The standard definition of machine learning is that it is technology that gives “computers the ability to learn without being explicitly programmed.” In big data analytics, machine learning technology allows systems to look at historical data, recognize patterns, build models and predict future outcomes. It is also closely associated with predictive analytics.

Deep learning is a type of machine learning technology that relies on artificial neural networks and uses multiple layers of algorithms to analyze data. As a field, it holds a lot of promise for allowing analytics tools to recognize the content in images and videos and then process it accordingly.

12. Streaming analytics

As organizations have become more familiar with the capabilities of big data analytics solutions, they have begun demanding faster and faster access to insights. For these enterprises, streaming analytics with the ability to analyze data as it is being created, is something of a holy grail. They are looking for solutions that can accept input from multiple disparate sources, process it and return insights immediately — or as close to it as possible. This is particular desirable when it comes to new IoT deployments, which are helping to drive the interest in streaming big data analytics.

13. Edge Computing

In addition to spurring interest in streaming analytics, the IoT trend is also generating interest in edge computing. In some ways, edge computing is the opposite of cloud computing. Instead of transmitting data to a centralized server for analysis, edge computing systems analyze data very close to where it was created — at the edge of the network.

The advantage of an edge computing system is that it reduces the amount of information that must be transmitted over the network, thus reducing network traffic and related costs. It also decreases demands on data centers or cloud computing facilities, freeing up capacity for other workloads and eliminating a potential single point of failure.

While the market for edge computing, and more specifically for edge computing analytics, is still developing, some analysts and venture capitalists have begun calling the technology the “next big thing.”

14. Blockchain

Also a favorite with forward-looking analysts and venture capitalists, blockchain is the distributed database technology that underlies Bitcoin digital currency.
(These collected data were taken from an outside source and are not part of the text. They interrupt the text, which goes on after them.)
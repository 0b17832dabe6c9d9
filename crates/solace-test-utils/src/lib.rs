// SPDX-FileCopyrightText: 2026 Solace Contributors
// SPDX-License-Identifier: MIT OR Apache-2.0

//! Test utilities for Solace integration tests.
//!
//! Provides mock adapters and test harness infrastructure for fast,
//! deterministic, CI-runnable tests without external services.
//!
//! # Components
//!
//! - [`MockCompletion`] - completion provider with pre-configured responses
//! - [`MockTransport`] - SMS transport that records sends and can be made to fail
//! - [`MockEmotion`] - emotion analyzer with fixed scores or failures
//! - [`TestStorage`] - temp SQLite storage seeded with the system account
//! - [`TestHarness`] - the whole pipeline wired to the above

pub mod harness;
pub mod mock_completion;
pub mod mock_emotion;
pub mod mock_transport;
pub mod storage;

pub use harness::{TestHarness, TestHarnessBuilder};
pub use mock_completion::{CompletionCall, MockCompletion};
pub use mock_emotion::MockEmotion;
pub use mock_transport::{MockTransport, SentSms};
pub use storage::TestStorage;

/// Phone number of the seeded system account.
pub const SYSTEM_PHONE: &str = "+15550000001";
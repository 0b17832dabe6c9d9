// SPDX-FileCopyrightText: 2026 Solace Contributors
// SPDX-License-Identifier: MIT OR Apache-2.0

//! Solace - an SMS companion agent that remembers.
//!
//! This is the binary entry point for the Solace agent.

#[cfg(not(target_env = "msvc"))]
use tikv_jemallocator::Jemalloc;

#[cfg(not(target_env = "msvc"))]
#[global_allocator]
static GLOBAL: Jemalloc = Jemalloc;

mod check_config;
mod nudge;
mod serve;

use std::path::PathBuf;

use clap::{Parser, Subcommand};
use solace_config::SolaceConfig;

/// Solace - an SMS companion agent that remembers.
#[derive(Parser, Debug)]
#[command(name = "solace", version, about, long_about = None)]
struct Cli {
    /// Read configuration from this file instead of the standard locations.
    #[arg(long, short, global = true)]
    config: Option<PathBuf>,

    #[command(subcommand)]
    command: Option<Commands>,
}

/// Available subcommands.
#[derive(Subcommand, Debug)]
enum Commands {
    /// Start the webhook gateway, queue worker, nudge scheduler, and sweeper.
    Serve,
    /// Run a single nudge batch and exit.
    Nudge {
        /// Treat users silent for this many hours as idle (defaults to nudge.idle_hours).
        #[arg(long)]
        idle_hours: Option<u32>,
    },
    /// Validate configuration and print the effective values with secrets redacted.
    CheckConfig,
}

fn load_config(path: Option<&PathBuf>) -> SolaceConfig {
    let loaded = match path {
        Some(path) => solace_config::load_and_validate_path(path),
        None => solace_config::load_and_validate(),
    };
    match loaded {
        Ok(config) => config,
        Err(errors) => {
            solace_config::render_errors(&errors);
            std::process::exit(1);
        }
    }
}

#[tokio::main]
async fn main() {
    let cli = Cli::parse();
    let config = load_config(cli.config.as_ref());

    let result = match cli.command {
        Some(Commands::Serve) => serve::run_serve(config).await,
        Some(Commands::Nudge { idle_hours }) => nudge::run_nudge(config, idle_hours).await,
        Some(Commands::CheckConfig) => check_config::run_check_config(&config),
        None => {
            println!("solace: use --help for available commands");
            Ok(())
        }
    };

    if let Err(e) = result {
        eprintln!("error: {e}");
        std::process::exit(1);
    }
}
The unique feature of a blockchain database is that once data has been written, it cannot be deleted or changed after the fact. In addition, it is highly secure, which makes it an excellent choice for big data applications in sensitive industries like banking, insurance, retail and others.
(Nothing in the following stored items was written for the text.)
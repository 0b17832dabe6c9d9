// SPDX-FileCopyrightText: 2026 Solace Contributors
// SPDX-License-Identifier: MIT OR Apache-2.0

//! Configuration model structs for the Solace SMS agent.
//!
//! Every section denies unknown fields, so a misspelt key fails loading
//! with a suggestion instead of being silently ignored.

use serde::{Deserialize, Serialize};

/// Top-level Solace configuration.
///
/// Each section may be omitted from `solace.toml`; `SOLACE_*` environment
/// variables override file values.
#[derive(Debug, Clone, Default, Deserialize, Serialize)]
#[serde(deny_unknown_fields)]
pub struct SolaceConfig {
    /// Agent persona and process settings.
    #[serde(default)]
    pub agent: AgentConfig,

    /// The agent's own sending account.
    #[serde(default)]
    pub system: SystemConfig,

    /// Anthropic API settings.
    #[serde(default)]
    pub anthropic: AnthropicConfig,

    /// Twilio SMS settings.
    #[serde(default)]
    pub sms: SmsConfig,

    /// Storage backend settings.
    #[serde(default)]
    pub storage: StorageConfig,

    /// Webhook HTTP server settings.
    #[serde(default)]
    pub gateway: GatewayConfig,

    /// Generation queue settings.
    #[serde(default)]
    pub queue: QueueConfig,

    /// Conversational memory windows.
    #[serde(default)]
    pub memory: MemoryConfig,

    /// Idle-user re-engagement.
    #[serde(default)]
    pub nudge: NudgeConfig,

    /// Emotion analysis side effect.
    #[serde(default)]
    pub emotion: EmotionConfig,

    /// Reconciliation of messages stuck in `Sending`.
    #[serde(default)]
    pub sweep: SweepConfig,
}

/// Agent persona and process configuration.
#[derive(Debug, Clone, Deserialize, Serialize)]
#[serde(deny_unknown_fields)]
pub struct AgentConfig {
    /// Name the agent introduces itself with.
    #[serde(default = "default_agent_name")]
    pub name: String,

    /// Logging level (trace, debug, info, warn, error).
    #[serde(default = "default_log_level")]
    pub log_level: String,

    /// IANA timezone used for the date stamped into prompts.
    #[serde(default = "default_timezone")]
    pub timezone: String,
}

impl Default for AgentConfig {
    fn default() -> Self {
        Self {
            name: default_agent_name(),
            log_level: default_log_level(),
            timezone: default_timezone(),
        }
    }
}

fn default_agent_name() -> String {
    "Solace".to_string()
}

fn default_log_level() -> String {
    "info".to_string()
}

fn default_timezone() -> String {
    "America/Los_Angeles".to_string()
}

/// The system account: the user row the agent sends from.
#[derive(Debug, Clone, Deserialize, Serialize)]
#[serde(deny_unknown_fields)]
pub struct SystemConfig {
    /// Primary key of the system user row.
    #[serde(default = "default_system_user_id")]
    pub user_id: i64,

    /// E.164 number outbound messages are sent from. Required by `serve`.
    #[serde(default)]
    pub phone_number: String,
}

impl Default for SystemConfig {
    fn default() -> Self {
        Self {
            user_id: default_system_user_id(),
            phone_number: String::new(),
        }
    }
}

fn default_system_user_id() -> i64 {
    1
}

/// Anthropic API configuration.
#[derive(Debug, Clone, Deserialize, Serialize)]
#[serde(deny_unknown_fields)]
pub struct AnthropicConfig {
    /// API key. Falls back to `ANTHROPIC_API_KEY` when unset.
    #[serde(default)]
    pub api_key: Option<String>,

    /// Anthropic API version header.
    #[serde(default = "default_api_version")]
    pub api_version: String,

    /// Model identifier.
    #[serde(default = "default_model")]
    pub model: String,

    /// Maximum tokens per completion.
    #[serde(default = "default_max_tokens")]
    pub max_tokens: u32,

    /// Strip emoji from completions before sending.
    #[serde(default)]
    pub remove_emojis: bool,
}

impl Default for AnthropicConfig {
    fn default() -> Self {
        Self {
            api_key: None,
            api_version: default_api_version(),
            model: default_model(),
            max_tokens: default_max_tokens(),
            remove_emojis: false,
        }
    }
}

fn default_api_version() -> String {
    "2023-06-01".to_string()
}

fn default_model() -> String {
    "claude-sonnet-4-20250514".to_string()
}

fn default_max_tokens() -> u32 {
    1024
}

/// Twilio configuration.
#[derive(Debug, Clone, Deserialize, Serialize)]
#[serde(deny_unknown_fields)]
pub struct SmsConfig {
    /// Account SID used for REST calls and basic auth.
    #[serde(default)]
    pub account_sid: Option<String>,

    /// Auth token used for basic auth and webhook signatures.
    #[serde(default)]
    pub auth_token: Option<String>,

    /// REST API base URL.
    #[serde(default = "default_sms_api_base_url")]
    pub api_base_url: String,

    /// URL Twilio posts delivery status callbacks to.
    #[serde(default)]
    pub status_callback_url: Option<String>,

    /// Public base URL of the gateway, used to rebuild the signed webhook URL.
    #[serde(default)]
    pub public_base_url: Option<String>,

    /// Reject webhooks without a valid `X-Twilio-Signature`.
    #[serde(default = "default_true")]
    pub validate_signatures: bool,
}

impl Default for SmsConfig {
    fn default() -> Self {
        Self {
            account_sid: None,
            auth_token: None,
            api_base_url: default_sms_api_base_url(),
            status_callback_url: None,
            public_base_url: None,
            validate_signatures: true,
        }
    }
}

fn default_sms_api_base_url() -> String {
    "https://api.twilio.com".to_string()
}

fn default_true() -> bool {
    true
}

/// Storage backend configuration.
#[derive(Debug, Clone, Deserialize, Serialize)]
#[serde(deny_unknown_fields)]
pub struct StorageConfig {
    /// Path to the SQLite database file.
    #[serde(default = "default_database_path")]
    pub database_path: String,

    /// Enable WAL journal mode.
    #[serde(default = "default_true")]
    pub wal_mode: bool,
}

impl Default for StorageConfig {
    fn default() -> Self {
        Self {
            database_path: default_database_path(),
            wal_mode: true,
        }
    }
}

fn default_database_path() -> String {
    dirs::data_dir()
        .map(|d| d.join("solace").join("solace.db"))
        .unwrap_or_else(|| std::path::PathBuf::from("solace.db"))
        .display()
        .to_string()
}

/// Webhook HTTP server configuration.
#[derive(Debug, Clone, Deserialize, Serialize)]
#[serde(deny_unknown_fields)]
pub struct GatewayConfig {
    /// Host address to bind.
    #[serde(default = "default_gateway_host")]
    pub host: String,

    /// Port to bind.
    #[serde(default = "default_gateway_port")]
    pub port: u16,
}

impl Default for GatewayConfig {
    fn default() -> Self {
        Self {
            host: default_gateway_host(),
            port: default_gateway_port(),
        }
    }
}

fn default_gateway_host() -> String {
    "127.0.0.1".to_string()
}

fn default_gateway_port() -> u16 {
    3000
}

/// Generation queue configuration.
#[derive(Debug, Clone, Deserialize, Serialize)]
#[serde(deny_unknown_fields)]
pub struct QueueConfig {
    /// Queue name inbound messages are enqueued on.
    #[serde(default = "default_queue_name")]
    pub name: String,

    /// Delay between polls when the queue is empty.
    #[serde(default = "default_poll_interval_ms")]
    pub poll_interval_ms: u64,
}

impl Default for QueueConfig {
    fn default() -> Self {
        Self {
            name: default_queue_name(),
            poll_interval_ms: default_poll_interval_ms(),
        }
    }
}

fn default_queue_name() -> String {
    "generation".to_string()
}

fn default_poll_interval_ms() -> u64 {
    500
}

/// Memory window sizes and the thresholds that pick a prompt variant.
#[derive(Debug, Clone, Deserialize, Serialize)]
#[serde(deny_unknown_fields)]
pub struct MemoryConfig {
    /// Most recent messages included when replying.
    #[serde(default = "default_reply_recent")]
    pub reply_recent: usize,

    /// Older user-authored messages sampled when replying.
    #[serde(default = "default_reply_historical")]
    pub reply_historical: usize,

    /// Below this many memories the reply uses the new-relationship prompt.
    #[serde(default = "default_reply_threshold")]
    pub reply_threshold: usize,

    /// Most recent messages included in a nudge.
    #[serde(default = "default_nudge_recent")]
    pub nudge_recent: usize,

    /// Older messages sampled for a nudge.
    #[serde(default = "default_nudge_historical")]
    pub nudge_historical: usize,

    /// Below this many user-authored messages the nudge uses the new-relationship prompt.
    #[serde(default = "default_nudge_threshold")]
    pub nudge_threshold: usize,
}

impl Default for MemoryConfig {
    fn default() -> Self {
        Self {
            reply_recent: default_reply_recent(),
            reply_historical: default_reply_historical(),
            reply_threshold: default_reply_threshold(),
            nudge_recent: default_nudge_recent(),
            nudge_historical: default_nudge_historical(),
            nudge_threshold: default_nudge_threshold(),
        }
    }
}

fn default_reply_recent() -> usize {
    250
}

fn default_reply_historical() -> usize {
    25
}

fn default_reply_threshold() -> usize {
    5
}

fn default_nudge_recent() -> usize {
    20
}

fn default_nudge_historical() -> usize {
    15
}

fn default_nudge_threshold() -> usize {
    3
}

/// Idle-user re-engagement configuration.
#[derive(Debug, Clone, Deserialize, Serialize)]
#[serde(deny_unknown_fields)]
pub struct NudgeConfig {
    /// Run the nudge scheduler inside `serve`.
    #[serde(default = "default_true")]
    pub enabled: bool,

    /// Hours without any message before a user is considered idle.
    #[serde(default = "default_idle_hours")]
    pub idle_hours: u32,

    /// Seconds between batches.
    #[serde(default = "default_nudge_interval_secs")]
    pub interval_secs: u64,

    /// Maximum nudges generated concurrently.
    #[serde(default = "default_max_concurrency")]
    pub max_concurrency: usize,
}

impl Default for NudgeConfig {
    fn default() -> Self {
        Self {
            enabled: true,
            idle_hours: default_idle_hours(),
            interval_secs: default_nudge_interval_secs(),
            max_concurrency: default_max_concurrency(),
        }
    }
}

fn default_idle_hours() -> u32 {
    7
}

fn default_nudge_interval_secs() -> u64 {
    3600
}

fn default_max_concurrency() -> usize {
    8
}

/// Emotion analysis configuration.
#[derive(Debug, Clone, Deserialize, Serialize)]
#[serde(deny_unknown_fields)]
pub struct EmotionConfig {
    /// Analyze inbound messages after each reply.
    #[serde(default)]
    pub enabled: bool,

    /// Base URL of the sentiment service.
    #[serde(default = "default_emotion_base_url")]
    pub base_url: String,

    /// Retries after the first attempt.
    #[serde(default = "default_max_retries")]
    pub max_retries: u32,

    /// First backoff delay; doubles on every retry.
    #[serde(default = "default_initial_backoff_ms")]
    pub initial_backoff_ms: u64,

    /// Ceiling for the backoff delay.
    #[serde(default = "default_max_backoff_ms")]
    pub max_backoff_ms: u64,

    /// Per-request timeout.
    #[serde(default = "default_emotion_timeout_secs")]
    pub timeout_secs: u64,
}

impl Default for EmotionConfig {
    fn default() -> Self {
        Self {
            enabled: false,
            base_url: default_emotion_base_url(),
            max_retries: default_max_retries(),
            initial_backoff_ms: default_initial_backoff_ms(),
            max_backoff_ms: default_max_backoff_ms(),
            timeout_secs: default_emotion_timeout_secs(),
        }
    }
}

fn default_emotion_base_url() -> String {
    "https://langtool.net".to_string()
}

fn default_max_retries() -> u32 {
    3
}

fn default_initial_backoff_ms() -> u64 {
    2000
}

fn default_max_backoff_ms() -> u64 {
    6000
}

fn default_emotion_timeout_secs() -> u64 {
    6
}

/// Sweep of outbound messages that never reached the transport.
#[derive(Debug, Clone, Deserialize, Serialize)]
#[serde(deny_unknown_fields)]
pub struct SweepConfig {
    #[serde(default = "default_true")]
    pub enabled: bool,

    /// Age after which a `Sending` message without reference id is failed.
    #[serde(default = "default_stale_after_secs")]
    pub stale_after_secs: u64,

    /// Seconds between sweeps.
    #[serde(default = "default_sweep_interval_secs")]
    pub interval_secs: u64,
}

impl Default for SweepConfig {
    fn default() -> Self {
        Self {
            enabled: true,
            stale_after_secs: default_stale_after_secs(),
            interval_secs: default_sweep_interval_secs(),
        }
    }
}

fn default_stale_after_secs() -> u64 {
    900
}

fn default_sweep_interval_secs() -> u64 {
    300
}

#[cfg(test)]
mod tests {
    use super::*;

    #[test]
    fn defaults_match_documented_values() {
        let config = SolaceConfig::default();
        assert_eq!(config.agent.name, "Solace");
        assert_eq!(config.agent.timezone, "America/Los_Angeles");
        assert_eq!(config.system.user_id, 1);
        assert_eq!(config.memory.reply_recent, 250);
        assert_eq!(config.memory.reply_threshold, 5);
        assert_eq!(config.memory.nudge_recent, 20);
        assert_eq!(config.memory.nudge_historical, 15);
        assert_eq!(config.memory.nudge_threshold, 3);
        assert_eq!(config.nudge.idle_hours, 7);
        assert_eq!(config.nudge.max_concurrency, 8);
        assert_eq!(config.emotion.max_retries, 3);
        assert!(config.sms.validate_signatures);
        assert!(!config.emotion.enabled);
    }

    #[test]
    fn partial_section_keeps_other_defaults() {
        let config: SolaceConfig = toml::from_str(
            r#"
[memory]
reply_recent = 10
"#,
        )
        .unwrap();
        assert_eq!(config.memory.reply_recent, 10);
        assert_eq!(config.memory.reply_historical, 25);
        assert_eq!(config.gateway.port, 3000);
    }

    #[test]
    fn unknown_section_key_is_rejected() {
        let result = toml::from_str::<SolaceConfig>(
            r#"
[nudge]
idle_hourz = 3
"#,
        );
        assert!(result.is_err());
    }
}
Blockchain technology is still in its infancy and use cases are still developing. However, several vendors, including IBM, AWS, Microsoft and multiple startups, have rolled out experimental or introductory solutions built on blockchain technology.

Blockchain is distributed ledger technology that offers great potential for data analytics.

15. Prescriptive Analytics

Many analysts divide big data analytics tools into four big categories. The first, descriptive analytics, simply tells what happened. The next type, diagnostic analytics, goes a step further and provides a reason for why events occurred. The third type, predictive analytics, discussed in depth above, attempts to determine what will happen next. This is as sophisticated as most analytics tools currently on the market can get.

However, there is a fourth type of analytics that is even more sophisticated, although very few products with these capabilities are available at this time. Prescriptive analytics offers advice to companies about what they should do in order to make a desired result happen. For example, while predictive analytics might give a company a warning that the market for a particular product line is about to decrease, prescriptive analytics will analyze various courses of action in response to those market changes and forecast the most likely results.

💥 How Netflix uses big data and analytics ?

So, how does Netflix use data analytics? By collecting data from their 151 million subscribers, and implementing data analytics models to discover customer behaviour and buying patterns. Then, using that information to recommend movies and TV shows based on their subscribers’ preferences.

According to Netflix, over 75% of viewer activity is based off personalised recommendations. Netflix collects several data points to create a detailed profile on its subscribers. The profile is far more detailed than the personas created through conventional marketing.

Most significantly, Netflix collects customer interaction and response data to a TV show. For example, Netflix knows the time and date a user watched a show, the device used, if the show was paused, does the viewer resume watching after pausing? Do people finish an entire TV show or not, how long does it take for a user to finish a show and so on.

Netflix even has screenshots of scenes people might have viewed repeatedly, the rating content is given, the number of searches and what is searched for. With this data, Netflix can create a detailed profile on its users. To collect all this data and harness it into meaningful information, Netflix requires data analytics. For example, Netflix uses what is known as the recommendation algorithm to suggest TV shows and movies based on user’s preferences.

Netflix’s ability to collect and use the data is the reason behind their success. According to Netflix, they earn over a billion in customer retention because the recommendation system accounts for over 80% of the content streamed on the platform. Netflix also uses its big data and analytics tools to decide if they want to greenlight original content. To an outsider, it might look like Netflix is throwing their cash at whatever they can get, but in reality, they greenlight original content based on several touch points derived from their user base.

For example, Netflix distributed ‘Orange is the New Black’ knowing it would be a big hit on their platform. How? Because ‘Weeds’, Jenji Kohan’s previous hit performed well on Netflix in terms of viewership and engagement.

Netflix even uses big data and analytics to conduct custom marketing, for example, to promote ‘House of Cards’ Netflix cut over ten different versions of a trailer to promote the show. If you watched lots of TV shows centred on women, you get a trailer focused on the female characters. However, if you watched a lot of content directed by David Finch, you would have gotten a trailer that focused the trailer on him. Netflix did not have to spend too much time and resources on marketing the show because they already knew how many people would be interested in it and what would incentivise them to tune in.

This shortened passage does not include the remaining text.